Podlaskie Garncarstwo

Ceramiczne klasyki

„Zagłębie ceramiczne” to Czarna Wieś Kościelna – niecałe pół godziny jazdy na północ od Białegostoku. To właśnie tutaj od pokoleń funkcjonują tradycyjne warsztaty, w których wytwarzane są gliniane naczynia – pękate „buńki”, smukłe „ładyszki”, dzbany, garnki i misy. To jedno z niewielu miejsc w Europie, w którym produkowana jest ceramika czarna, zwana również siwą. I gdzie można poznać cały proces od podszewki.
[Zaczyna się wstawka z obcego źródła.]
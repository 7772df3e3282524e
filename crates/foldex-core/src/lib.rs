//! # foldex-core
//!
//! Folder message index, search and virtual folders.
//!
//! This crate provides:
//! - **Message summaries** - per-folder record tables with incrementally
//!   maintained counters and batched change events
//! - **Persistence** - async record backend with a `SQLite` implementation
//! - **Expression search** - the mail search vocabulary on top of
//!   `foldex-sexp`, over whole folders or UID subsets, with cancellation
//! - **Virtual folders** - folders computed from other folders by an
//!   expression and kept current from their change events
//!
//! Search, count and flag writes are synchronous and safe to call from any
//! thread. Loading and saving summaries is async.

#![warn(missing_docs)]
#![warn(clippy::all)]
#![warn(clippy::pedantic)]
#![forbid(unsafe_code)]

pub mod body;
pub mod config;
mod error;
pub mod folder;
pub mod record;
pub mod search;
pub mod storage;
pub mod summary;
mod sync;
pub mod vee;

pub use body::{BodyIndex, BodySource, MemoryBodyIndex, MemoryBodySource};
pub use config::{IndexConfig, SearchConfig, VeeConfig};
pub use error::{Error, Result};
pub use folder::{Folder, FolderBuilder, MailFolder};
pub use record::{MessageRecord, SystemFlags, Uid, sort_uids, uid_cmp};
pub use search::{FolderSearch, MessageSource, ThreadMode};
pub use storage::{RecordBackend, SqliteBackend, SummaryHeader, UidRange};
pub use summary::{ChangeCallback, ChangeInfo, Counters, FolderSummary, SubscriptionId};
pub use vee::{SourceState, VeeFolder, VirtualRecord};

pub use tokio_util::sync::CancellationToken;
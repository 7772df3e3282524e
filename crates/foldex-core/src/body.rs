//! Message body access for content predicates.
//!
//! Bodies come from the folder backend through [`BodySource`]; an
//! optional [`BodyIndex`] answers word lookups without fetching bodies.

use std::collections::{HashMap, HashSet};
use std::io::{self, Cursor, Read};
use std::sync::RwLock;
use std::sync::atomic::{AtomicUsize, Ordering};

use indexmap::IndexSet;
use tokio_util::sync::CancellationToken;

use crate::record::Uid;
use crate::sync::{read, write};

/// Supplies raw message bodies.
pub trait BodySource: Send + Sync {
    /// Returns true if the body is available without network access.
    fn is_cached(&self, uid: &str) -> bool;

    /// Opens the body of a message.
    ///
    /// Implementations doing slow I/O should watch `cancel` and give up
    /// with an error once it fires.
    ///
    /// # Errors
    ///
    /// Returns an I/O error if the body cannot be read.
    fn fetch_body(&self, uid: &str, cancel: &CancellationToken) -> io::Result<Box<dyn Read + Send>>;
}

/// Full-text index over message bodies.
pub trait BodyIndex: Send + Sync {
    /// Returns the UIDs whose body contains `word`, ignoring case.
    fn find(&self, word: &str) -> Vec<Uid>;
}

/// In-memory body store.
#[derive(Default)]
pub struct MemoryBodySource {
    bodies: RwLock<HashMap<Uid, String>>,
    uncached: RwLock<HashSet<Uid>>,
    fetches: AtomicUsize,
}

impl MemoryBodySource {
    /// Creates an empty body store.
    #[must_use]
    pub fn new() -> Self {
        Self::default()
    }

    /// Stores a body.
    pub fn insert(&self, uid: impl Into<Uid>, body: impl Into<String>) {
        write(&self.bodies).insert(uid.into(), body.into());
    }

    /// Marks a body as not available locally.
    pub fn mark_uncached(&self, uid: impl Into<Uid>) {
        write(&self.uncached).insert(uid.into());
    }

    /// Number of bodies opened so far.
    #[must_use]
    pub fn fetch_count(&self) -> usize {
        self.fetches.load(Ordering::Relaxed)
    }
}

impl BodySource for MemoryBodySource {
    fn is_cached(&self, uid: &str) -> bool {
        read(&self.bodies).contains_key(uid) && !read(&self.uncached).contains(uid)
    }

    fn fetch_body(&self, uid: &str, cancel: &CancellationToken) -> io::Result<Box<dyn Read + Send>> {
        if cancel.is_cancelled() {
            return Err(io::Error::new(io::ErrorKind::Interrupted, "cancelled"));
        }
        self.fetches.fetch_add(1, Ordering::Relaxed);
        read(&self.bodies)
            .get(uid)
            .map(|body| Box::new(Cursor::new(body.clone().into_bytes())) as Box<dyn Read + Send>)
            .ok_or_else(|| io::Error::new(io::ErrorKind::NotFound, format!("no body for {uid}")))
    }
}

/// Word index kept in memory.
#[derive(Default)]
pub struct MemoryBodyIndex {
    words: RwLock<HashMap<String, IndexSet<Uid>>>,
}

impl MemoryBodyIndex {
    /// Creates an empty index.
    #[must_use]
    pub fn new() -> Self {
        Self::default()
    }

    /// Indexes the words of a message body.
    pub fn add(&self, uid: &str, text: &str) {
        let mut words = write(&self.words);
        for word in tokenize(text) {
            words.entry(word).or_default().insert(uid.to_string());
        }
    }

    /// Drops a message from the index.
    pub fn remove(&self, uid: &str) {
        let mut words = write(&self.words);
        words.retain(|_, uids| {
            uids.shift_remove(uid);
            !uids.is_empty()
        });
    }
}

impl BodyIndex for MemoryBodyIndex {
    fn find(&self, word: &str) -> Vec<Uid> {
        let needle = word.to_lowercase();
        let words = read(&self.words);
        let mut out = IndexSet::new();
        for (indexed, uids) in words.iter() {
            if indexed.contains(&needle) {
                out.extend(uids.iter().cloned());
            }
        }
        out.into_iter().collect()
    }
}

/// Returns true if `needle` can be answered by a [`BodyIndex`] lookup.
///
/// Indexes store alphanumeric runs, so only needles that fit inside one
/// run give the same answer as a substring test on the whole body.
pub(crate) fn is_index_word(needle: &str) -> bool {
    !needle.is_empty() && needle.chars().all(char::is_alphanumeric)
}

fn tokenize(text: &str) -> impl Iterator<Item = String> + '_ {
    text.split(|c: char| !c.is_alphanumeric())
        .filter(|w| !w.is_empty())
        .map(str::to_lowercase)
}

#[cfg(test)]
#[allow(clippy::unwrap_used)]
mod tests {
    use super::*;

    #[test]
    fn test_memory_body_source() {
        let source = MemoryBodySource::new();
        source.insert("1", "hello world");
        source.mark_uncached("1");
        assert!(!source.is_cached("1"));

        let mut body = String::new();
        source
            .fetch_body("1", &CancellationToken::new())
            .unwrap()
            .read_to_string(&mut body)
            .unwrap();
        assert_eq!(body, "hello world");
        assert_eq!(source.fetch_count(), 1);
        assert!(source.fetch_body("2", &CancellationToken::new()).is_err());
    }

    #[test]
    fn test_memory_index() {
        let index = MemoryBodyIndex::new();
        index.add("1", "Quarterly REPORT attached");
        index.add("2", "lunch?");
        assert_eq!(index.find("report"), vec!["1"]);
        assert_eq!(index.find("lunch"), vec!["2"]);
        index.remove("1");
        assert!(index.find("report").is_empty());
    }

    #[test]
    fn test_is_index_word() {
        assert!(is_index_word("report"));
        assert!(is_index_word("Q3"));
        assert!(!is_index_word("see attached"));
        assert!(!is_index_word("good,"));
        assert!(!is_index_word(""));
    }
}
Pracownie garncarskie znajdziesz na Szlaku Rękodzieła Ludowego Podlasia – po wcześniejszym umówieniu się z garncarzem, masz szansę przyjrzeć się z bliska jego pracy, wziąć udział w warsztatach i posłuchać o tej wyjątkowej, wciąż żywej tradycji, nierozerwalnie związanej z regionem.

Tradycyjne
Tradycyjne „buńki” i „siwaki” / fot. Paweł Tadejko

Podlaskimi, glinianymi naczyniami zainspirował się duet projektantów: Anna Kotowicz-Puszkarewicz i Artur Puszkarewicz, czyli studio AZE Design  – którzy stworzyli lampę Bunia. Jej klosz inspirowany jest tradycyjną „buńką” – pękatym, glinianym naczyniem.

Gliniana lampa
Gliniana lampa „Bunia” / AZE Design

Krzyż Kowalski

Na rozstaju dróg

Proste, z ozdobnymi zakończeniami ramion, ażurowe, z promieniami, z motywem słońca… Metalowe, kute krzyże, często umieszczane były na szczytach drewnianych krzyży lub na wierzchołkach przydrożnych kapliczek, zachwycając mnogością zdobień i oryginalnym wykonaniem. Mimo, że dziś powoli znikają z wiejskiego krajobrazu, w wielu miejscach wciąż możesz je dojrzeć na rozstajach dróg.

Gdzie i jak powstają kute krzyże? Odwiedź warsztat Mieczysława Hulewicza w Czarnej Wsi Kościelnej, który od lat zajmuje się kowalstwem artystycznym. Warsztat znajduje się na Szlaku Rękodzieła Ludowego Podlasia.